◆ **Data under study**

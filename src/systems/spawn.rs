//! The entity pool: randomized spawning, constant-population respawns, and
//! the idle float/spin animation of collectibles.

use std::f32::consts::TAU;

use bevy_ecs::{
    event::Event,
    observer::Trigger,
    system::{Commands, Query, Res, ResMut},
};
use glam::Vec3;
use rand::Rng;
use tracing::debug;

use crate::bounds::WorldBounds;
use crate::constants::{collider::PICKUP_RADIUS, spawn};
use crate::systems::components::{
    Collectible, CollectibleBundle, CollectibleKind, Collider, FloatAnim, GameRng, ItemCollider, Position, RingAnim, SimClock,
    Visual, Yaw,
};

/// Fired whenever a collectible is removed, so the pool spawns exactly one
/// replacement of the same kind. This pairing is what keeps populations
/// constant and the world feeling infinite.
#[derive(Event, Clone, Copy, Debug, PartialEq, Eq)]
pub struct RespawnTrigger {
    pub kind: CollectibleKind,
}

/// Samples a spawn position within the configured fraction of the bounds
/// rectangle and the kind's height band.
pub fn random_spawn_point(bounds: &WorldBounds, kind: CollectibleKind, rng: &mut impl Rng) -> Vec3 {
    let (min_h, max_h) = match kind {
        CollectibleKind::Donut | CollectibleKind::GoldenDonut => spawn::DONUT_HEIGHT,
        CollectibleKind::SpeedRing => spawn::RING_HEIGHT,
    };

    let half_w = bounds.width() * 0.5 * spawn::AREA_FRACTION;
    let half_d = bounds.depth() * 0.5 * spawn::AREA_FRACTION;
    let center_x = (bounds.min_x + bounds.max_x) * 0.5;
    let center_z = (bounds.min_z + bounds.max_z) * 0.5;

    Vec3::new(
        center_x + rng.random_range(-half_w..half_w),
        rng.random_range(min_h..max_h),
        center_z + rng.random_range(-half_d..half_d),
    )
}

/// Builds a freshly randomized collectible of the given kind.
pub fn make_collectible(bounds: &WorldBounds, kind: CollectibleKind, rng: &mut impl Rng) -> CollectibleBundle {
    let position = random_spawn_point(bounds, kind, rng);
    let phase = rng.random_range(0.0..TAU);

    let collectible = match kind {
        CollectibleKind::Donut => Collectible::Donut(FloatAnim {
            phase,
            spin_speed: rng.random_range(spawn::SPIN_SPEED.0..spawn::SPIN_SPEED.1),
            base_height: position.y,
        }),
        CollectibleKind::GoldenDonut => Collectible::Golden(FloatAnim {
            phase,
            spin_speed: rng.random_range(spawn::SPIN_SPEED.0..spawn::SPIN_SPEED.1),
            base_height: position.y,
        }),
        // Rings face the world center so the player flies through them.
        CollectibleKind::SpeedRing => Collectible::Ring(RingAnim {
            phase,
            base_height: position.y,
            facing: position.x.atan2(position.z),
        }),
    };

    let visual = Visual(collectible.scene_kind());
    CollectibleBundle {
        collectible,
        position: Position(position),
        yaw: Yaw(phase),
        collider: Collider { radius: PICKUP_RADIUS },
        item_collider: ItemCollider,
        visual,
    }
}

/// Observer spawning one replacement collectible per removal.
pub fn respawn_observer(
    trigger: Trigger<RespawnTrigger>,
    mut commands: Commands,
    bounds: Res<WorldBounds>,
    mut rng: ResMut<GameRng>,
) {
    let kind = trigger.kind;
    let bundle = make_collectible(&bounds, kind, &mut rng.0);
    let entity = commands.spawn(bundle).id();
    debug!(?kind, entity = ?entity, "Respawned collectible");
}

/// Drives the idle float/spin animation of every collectible as a closed
/// form of the sim clock and the entity's stored phase, so the motion is
/// periodic with no incremental drift.
pub fn idle_animation_system(clock: Res<SimClock>, mut items: Query<(&Collectible, &mut Position, &mut Yaw)>) {
    let t = clock.elapsed;
    for (collectible, mut position, mut yaw) in items.iter_mut() {
        match collectible {
            Collectible::Donut(anim) | Collectible::Golden(anim) => {
                position.0.y = anim.base_height + (t * spawn::FLOAT_FREQUENCY + anim.phase).sin() * spawn::FLOAT_AMPLITUDE;
                yaw.0 = anim.phase + t * anim.spin_speed;
            }
            Collectible::Ring(anim) => {
                position.0.y = anim.base_height + (t * spawn::FLOAT_FREQUENCY + anim.phase).sin() * spawn::FLOAT_AMPLITUDE;
                yaw.0 = anim.facing;
            }
        }
    }
}
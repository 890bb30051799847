//! Short-lived visual feedback entities: pickup bursts and the boost
//! trail. They share the per-frame tick but never feed back into gameplay.

use std::f32::consts::TAU;

use bevy_ecs::{
    entity::Entity,
    query::With,
    system::{Commands, Query, Res, ResMut},
};
use glam::Vec3;
use rand::Rng;
use smallvec::SmallVec;

use crate::constants::effects;
use crate::helpers::forward;
use crate::render::SceneKind;
use crate::systems::components::{
    DeltaTime, Fade, GameRng, Particle, PlayerControlled, Position, SpeedBoost, Visual, Yaw,
};

/// Spawns an explosion burst of particles at a pickup or theft site.
pub fn spawn_burst(commands: &mut Commands, rng: &mut impl Rng, position: Vec3, golden: bool) {
    let kind = if golden {
        SceneKind::GoldenBurstParticle
    } else {
        SceneKind::BurstParticle
    };

    // Build the whole burst before spawning; the count is small and fixed.
    let velocities: SmallVec<[Vec3; effects::BURST_PARTICLES]> = (0..effects::BURST_PARTICLES)
        .map(|_| {
            let angle = rng.random_range(0.0..TAU);
            let pitch = rng.random_range(-0.4..1.0f32);
            Vec3::new(angle.cos() * pitch.cos(), pitch.sin(), angle.sin() * pitch.cos()) * effects::BURST_SPEED
        })
        .collect();

    for velocity in velocities {
        commands.spawn((
            Position(position),
            Particle {
                velocity,
                gravity: effects::GRAVITY,
            },
            Fade {
                opacity: 1.0,
                rate: effects::BURST_FADE_RATE,
            },
            Visual(kind),
        ));
    }
}

/// Emits trail particles behind the player while the boost is active.
/// Purely a view-layer reaction keyed off the boost flag.
pub fn trail_emission_system(
    mut commands: Commands,
    boost: Res<SpeedBoost>,
    mut rng: ResMut<GameRng>,
    players: Query<(&Position, &Yaw), With<PlayerControlled>>,
) {
    if !boost.active() {
        return;
    }
    let Ok((position, yaw)) = players.single() else {
        return;
    };

    if rng.0.random_bool(crate::constants::boost::TRAIL_EMISSION_PROBABILITY) {
        let jitter = Vec3::new(
            rng.0.random_range(-0.3..0.3),
            rng.0.random_range(-0.3..0.3),
            rng.0.random_range(-0.3..0.3),
        );
        commands.spawn((
            Position(position.0 - forward(yaw.0) * 1.2 + jitter),
            Particle {
                velocity: jitter * effects::TRAIL_DRIFT_SPEED,
                gravity: 0.0,
            },
            Fade {
                opacity: 1.0,
                rate: effects::TRAIL_FADE_RATE,
            },
            Visual(SceneKind::TrailParticle),
        ));
    }
}

/// Integrates particle motion and opacity decay, despawning effects whose
/// opacity has run out.
pub fn effect_lifecycle_system(
    mut commands: Commands,
    delta_time: Res<DeltaTime>,
    mut effects: Query<(Entity, &mut Position, &mut Particle, &mut Fade)>,
) {
    let dt = delta_time.seconds;
    for (entity, mut position, mut particle, mut fade) in effects.iter_mut() {
        let gravity = particle.gravity;
        particle.velocity.y += gravity * dt;
        position.0 += particle.velocity * dt;

        fade.opacity -= fade.rate * dt;
        if fade.opacity <= 0.0 {
            commands.entity(entity).despawn();
        }
    }
}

◆ **Assigned task**
Lines from the entries that contain the word "opacity" are what the answer must hold.

◆ **Finished exercise**
                opacity: 1.0,
                opacity: 1.0,
/// Integrates particle motion and opacity decay, despawning effects whose
/// opacity has run out.
        fade.opacity -= fade.rate * dt;
        if fade.opacity <= 0.0 {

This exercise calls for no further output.